- Problem statement -
The records below are to be duplicated exactly as they appear.

# # # # #

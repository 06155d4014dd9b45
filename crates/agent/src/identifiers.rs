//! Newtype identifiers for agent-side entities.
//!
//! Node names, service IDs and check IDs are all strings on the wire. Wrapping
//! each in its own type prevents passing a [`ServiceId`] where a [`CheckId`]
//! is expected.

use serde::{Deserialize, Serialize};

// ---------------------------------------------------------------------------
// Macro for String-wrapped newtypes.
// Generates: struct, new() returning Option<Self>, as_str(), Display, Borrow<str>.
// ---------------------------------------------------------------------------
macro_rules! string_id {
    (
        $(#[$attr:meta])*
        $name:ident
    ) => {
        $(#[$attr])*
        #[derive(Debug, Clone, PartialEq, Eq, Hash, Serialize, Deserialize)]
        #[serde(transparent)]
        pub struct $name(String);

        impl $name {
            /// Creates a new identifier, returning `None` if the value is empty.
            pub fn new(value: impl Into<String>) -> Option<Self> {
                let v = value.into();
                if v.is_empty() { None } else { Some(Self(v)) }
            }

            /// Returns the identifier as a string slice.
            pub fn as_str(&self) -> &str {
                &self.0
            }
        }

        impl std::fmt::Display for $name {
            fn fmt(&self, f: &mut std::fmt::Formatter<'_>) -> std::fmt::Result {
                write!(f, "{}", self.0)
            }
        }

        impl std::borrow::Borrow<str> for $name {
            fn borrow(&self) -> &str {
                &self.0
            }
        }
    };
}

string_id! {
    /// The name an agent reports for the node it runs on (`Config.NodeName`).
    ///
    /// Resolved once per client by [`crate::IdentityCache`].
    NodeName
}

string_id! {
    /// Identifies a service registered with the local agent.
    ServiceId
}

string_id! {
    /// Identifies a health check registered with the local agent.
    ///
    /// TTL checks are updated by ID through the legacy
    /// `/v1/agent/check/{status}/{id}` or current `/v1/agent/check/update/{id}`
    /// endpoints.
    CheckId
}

# # # # #

- Output -
repository 06155d4014dd9b45
filename crates/agent/src/identifiers.rs
//! Newtype identifiers for agent-side entities.
//!
//! Node names, service IDs and check IDs are all strings on the wire. Wrapping
//! each in its own type prevents passing a [`ServiceId`] where a [`CheckId`]
//! is expected.

use serde::{Deserialize, Serialize};

// ---------------------------------------------------------------------------
// Macro for String-wrapped newtypes.
// Generates: struct, new() returning Option<Self>, as_str(), Display, Borrow<str>.
// ---------------------------------------------------------------------------
macro_rules! string_id {
    (
        $(#[$attr:meta])*
        $name:ident
    ) => {
        $(#[$attr])*
        #[derive(Debug, Clone, PartialEq, Eq, Hash, Serialize, Deserialize)]
        #[serde(transparent)]
        pub struct $name(String);

        impl $name {
            /// Creates a new identifier, returning `None` if the value is empty.
            pub fn new(value: impl Into<String>) -> Option<Self> {
                let v = value.into();
                if v.is_empty() { None } else { Some(Self(v)) }
            }

            /// Returns the identifier as a string slice.
            pub fn as_str(&self) -> &str {
                &self.0
            }
        }

        impl std::fmt::Display for $name {
            fn fmt(&self, f: &mut std::fmt::Formatter<'_>) -> std::fmt::Result {
                write!(f, "{}", self.0)
            }
        }

        impl std::borrow::Borrow<str> for $name {
            fn borrow(&self) -> &str {
                &self.0
            }
        }
    };
}

string_id! {
    /// The name an agent reports for the node it runs on (`Config.NodeName`).
    ///
    /// Resolved once per client by [`crate::IdentityCache`].
    NodeName
}

string_id! {
    /// Identifies a service registered with the local agent.
    ServiceId
}

string_id! {
    /// Identifies a health check registered with the local agent.
    ///
    /// TTL checks are updated by ID through the legacy
    /// `/v1/agent/check/{status}/{id}` or current `/v1/agent/check/update/{id}`
    /// endpoints.
    CheckId
}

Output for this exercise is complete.